Task to carry out
Even if a line seems odd, print it as it is, and include every record.

Task input
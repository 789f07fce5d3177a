//! Order endpoints: place an order, read a booking back.

use axum::extract::{Path, State};
use axum::http::StatusCode;
use axum::Json;
use chrono::{DateTime, Utc};
use serde::Serialize;

use encore_core::{Booking, BookingLineItem, BookingStatus, PaymentMethod, ReconciledOrder};

use crate::error::{ApiError, ApiResult};
use crate::extract::ApiJson;
use crate::service::CreateOrderRequest;
use crate::state::AppState;

// =============================================================================
// Response Types
// =============================================================================

/// Confirmation returned from `POST /orders`.
///
/// Every monetary figure here is the server-derived one; whatever the
/// client displayed before submitting is irrelevant by now.
#[derive(Debug, Serialize)]
#[serde(rename_all = "camelCase")]
pub struct OrderResponse {
    pub booking_id: String,
    pub status: BookingStatus,
    pub subtotal_minor: i64,
    pub applied_promotion_description: Option<String>,
    pub discount_minor: i64,
    pub total_minor: i64,
    pub distinct_item_count: u32,
    pub total_ticket_count: i64,
}

impl OrderResponse {
    fn from_parts(booking: &Booking, order: &ReconciledOrder) -> Self {
        OrderResponse {
            booking_id: booking.id.clone(),
            status: booking.status,
            subtotal_minor: booking.subtotal_minor,
            applied_promotion_description: booking.promotion_description.clone(),
            discount_minor: booking.discount_minor,
            total_minor: booking.total_minor,
            distinct_item_count: order.distinct_item_count,
            total_ticket_count: order.total_ticket_count,
        }
    }
}

/// One frozen line item as returned from `GET /orders/:id`.
#[derive(Debug, Serialize)]
#[serde(rename_all = "camelCase")]
pub struct LineItemView {
    pub catalog_item_id: String,
    pub name: String,
    pub unit_price_minor: i64,
    pub quantity: i64,
    pub line_total_minor: i64,
}

impl From<BookingLineItem> for LineItemView {
    fn from(item: BookingLineItem) -> Self {
        LineItemView {
            catalog_item_id: item.catalog_item_id,
            name: item.name_snapshot,
            unit_price_minor: item.unit_price_minor,
            quantity: item.quantity,
            line_total_minor: item.line_total_minor,
        }
    }
}

/// Full booking record returned from `GET /orders/:id`.
#[derive(Debug, Serialize)]
#[serde(rename_all = "camelCase")]
pub struct BookingDetailResponse {
    pub booking_id: String,
    pub status: BookingStatus,
    pub payment_method: PaymentMethod,
    pub full_name: String,
    pub email: String,
    pub phone: String,
    pub address: Option<String>,
    pub notes: Option<String>,
    pub subtotal_minor: i64,
    pub applied_promotion_description: Option<String>,
    pub discount_minor: i64,
    pub total_minor: i64,
    pub created_at: DateTime<Utc>,
    pub line_items: Vec<LineItemView>,
}

impl BookingDetailResponse {
    fn from_parts(booking: Booking, items: Vec<BookingLineItem>) -> Self {
        BookingDetailResponse {
            booking_id: booking.id,
            status: booking.status,
            payment_method: booking.payment_method,
            full_name: booking.full_name,
            email: booking.email,
            phone: booking.phone,
            address: booking.address,
            notes: booking.notes,
            subtotal_minor: booking.subtotal_minor,
            applied_promotion_description: booking.promotion_description,
            discount_minor: booking.discount_minor,
            total_minor: booking.total_minor,
            created_at: booking.created_at,
            line_items: items.into_iter().map(LineItemView::from).collect(),
        }
    }
}

// =============================================================================
// Handlers
// =============================================================================

/// `POST /orders` - reconcile and persist one order.
///
/// The body goes through [`ApiJson`] so a schema-level rejection (missing
/// field, unknown field, malformed JSON) reports as 400 with the standard
/// error body, exactly like a business-rule rejection.
pub async fn create_order(
    State(state): State<AppState>,
    ApiJson(request): ApiJson<CreateOrderRequest>,
) -> ApiResult<(StatusCode, Json<OrderResponse>)> {
    let (booking, order) = state.checkout().place_order(request).await?;

    Ok((
        StatusCode::CREATED,
        Json(OrderResponse::from_parts(&booking, &order)),
    ))
}

/// `GET /orders/:id` - booking record with its frozen line items.
pub async fn get_order(
    State(state): State<AppState>,
    Path(id): Path<String>,
) -> ApiResult<Json<BookingDetailResponse>> {
    let bookings = state.db.bookings();

    let booking = bookings
        .get_by_id(&id)
        .await?
        .ok_or_else(|| ApiError::NotFound(format!("booking not found: {id}")))?;
    let items = bookings.get_items(&id).await?;

    Ok(Json(BookingDetailResponse::from_parts(booking, items)))
}
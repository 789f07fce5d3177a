//! Health endpoint.

use axum::extract::State;
use axum::http::StatusCode;
use axum::Json;
use serde_json::{json, Value};

use crate::state::AppState;

/// Liveness check that also proves the database answers queries.
pub async fn health(State(state): State<AppState>) -> (StatusCode, Json<Value>) {
    if state.db.health_check().await {
        (StatusCode::OK, Json(json!({ "status": "ok" })))
    } else {
        (
            StatusCode::SERVICE_UNAVAILABLE,
            Json(json!({ "status": "degraded" })),
        )
    }
}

Answer space
repository 789f07fce5d3177a
//! Order endpoints: place an order, read a booking back.

use axum::extract::{Path, State};
use axum::http::StatusCode;
use axum::Json;
use chrono::{DateTime, Utc};
use serde::Serialize;

use encore_core::{Booking, BookingLineItem, BookingStatus, PaymentMethod, ReconciledOrder};

use crate::error::{ApiError, ApiResult};
use crate::extract::ApiJson;
use crate::service::CreateOrderRequest;
use crate::state::AppState;

// =============================================================================
// Response Types
// =============================================================================

/// Confirmation returned from `POST /orders`.
///
/// Every monetary figure here is the server-derived one; whatever the
/// client displayed before submitting is irrelevant by now.
#[derive(Debug, Serialize)]
#[serde(rename_all = "camelCase")]
pub struct OrderResponse {
    pub booking_id: String,
    pub status: BookingStatus,
    pub subtotal_minor: i64,
    pub applied_promotion_description: Option<String>,
    pub discount_minor: i64,
    pub total_minor: i64,
    pub distinct_item_count: u32,
    pub total_ticket_count: i64,
}

impl OrderResponse {
    fn from_parts(booking: &Booking, order: &ReconciledOrder) -> Self {
        OrderResponse {
            booking_id: booking.id.clone(),
            status: booking.status,
            subtotal_minor: booking.subtotal_minor,
            applied_promotion_description: booking.promotion_description.clone(),
            discount_minor: booking.discount_minor,
            total_minor: booking.total_minor,
            distinct_item_count: order.distinct_item_count,
            total_ticket_count: order.total_ticket_count,
        }
    }
}

/// One frozen line item as returned from `GET /orders/:id`.
#[derive(Debug, Serialize)]
#[serde(rename_all = "camelCase")]
pub struct LineItemView {
    pub catalog_item_id: String,
    pub name: String,
    pub unit_price_minor: i64,
    pub quantity: i64,
    pub line_total_minor: i64,
}

impl From<BookingLineItem> for LineItemView {
    fn from(item: BookingLineItem) -> Self {
        LineItemView {
            catalog_item_id: item.catalog_item_id,
            name: item.name_snapshot,
            unit_price_minor: item.unit_price_minor,
            quantity: item.quantity,
            line_total_minor: item.line_total_minor,
        }
    }
}

/// Full booking record returned from `GET /orders/:id`.
#[derive(Debug, Serialize)]
#[serde(rename_all = "camelCase")]
pub struct BookingDetailResponse {
    pub booking_id: String,
    pub status: BookingStatus,
    pub payment_method: PaymentMethod,
    pub full_name: String,
    pub email: String,
    pub phone: String,
    pub address: Option<String>,
    pub notes: Option<String>,
    pub subtotal_minor: i64,
    pub applied_promotion_description: Option<String>,
    pub discount_minor: i64,
    pub total_minor: i64,
    pub created_at: DateTime<Utc>,
    pub line_items: Vec<LineItemView>,
}

impl BookingDetailResponse {
    fn from_parts(booking: Booking, items: Vec<BookingLineItem>) -> Self {
        BookingDetailResponse {
            booking_id: booking.id,
            status: booking.status,
            payment_method: booking.payment_method,
            full_name: booking.full_name,
            email: booking.email,
            phone: booking.phone,
            address: booking.address,
            notes: booking.notes,
            subtotal_minor: booking.subtotal_minor,
            applied_promotion_description: booking.promotion_description,
            discount_minor: booking.discount_minor,
            total_minor: booking.total_minor,
            created_at: booking.created_at,
            line_items: items.into_iter().map(LineItemView::from).collect(),
        }
    }
}

// =============================================================================
// Handlers
// =============================================================================

/// `POST /orders` - reconcile and persist one order.
///
/// The body goes through [`ApiJson`] so a schema-level rejection (missing
/// field, unknown field, malformed JSON) reports as 400 with the standard
/// error body, exactly like a business-rule rejection.
pub async fn create_order(
    State(state): State<AppState>,
    ApiJson(request): ApiJson<CreateOrderRequest>,
) -> ApiResult<(StatusCode, Json<OrderResponse>)> {
    let (booking, order) = state.checkout().place_order(request).await?;

    Ok((
        StatusCode::CREATED,
        Json(OrderResponse::from_parts(&booking, &order)),
    ))
}

/// `GET /orders/:id` - booking record with its frozen line items.
pub async fn get_order(
    State(state): State<AppState>,
    Path(id): Path<String>,
) -> ApiResult<Json<BookingDetailResponse>> {
    let bookings = state.db.bookings();

    let booking = bookings
        .get_by_id(&id)
        .await?
        .ok_or_else(|| ApiError::NotFound(format!("booking not found: {id}")))?;
    let items = bookings.get_items(&id).await?;

    Ok(Json(BookingDetailResponse::from_parts(booking, items)))
}
repository 789f07fce5d3177a
//! Health endpoint.

use axum::extract::State;
use axum::http::StatusCode;
use axum::Json;
use serde_json::{json, Value};

use crate::state::AppState;

/// Liveness check that also proves the database answers queries.
pub async fn health(State(state): State<AppState>) -> (StatusCode, Json<Value>) {
    if state.db.health_check().await {
        (StatusCode::OK, Json(json!({ "status": "ok" })))
    } else {
        (
            StatusCode::SERVICE_UNAVAILABLE,
            Json(json!({ "status": "degraded" })),
        )
    }
}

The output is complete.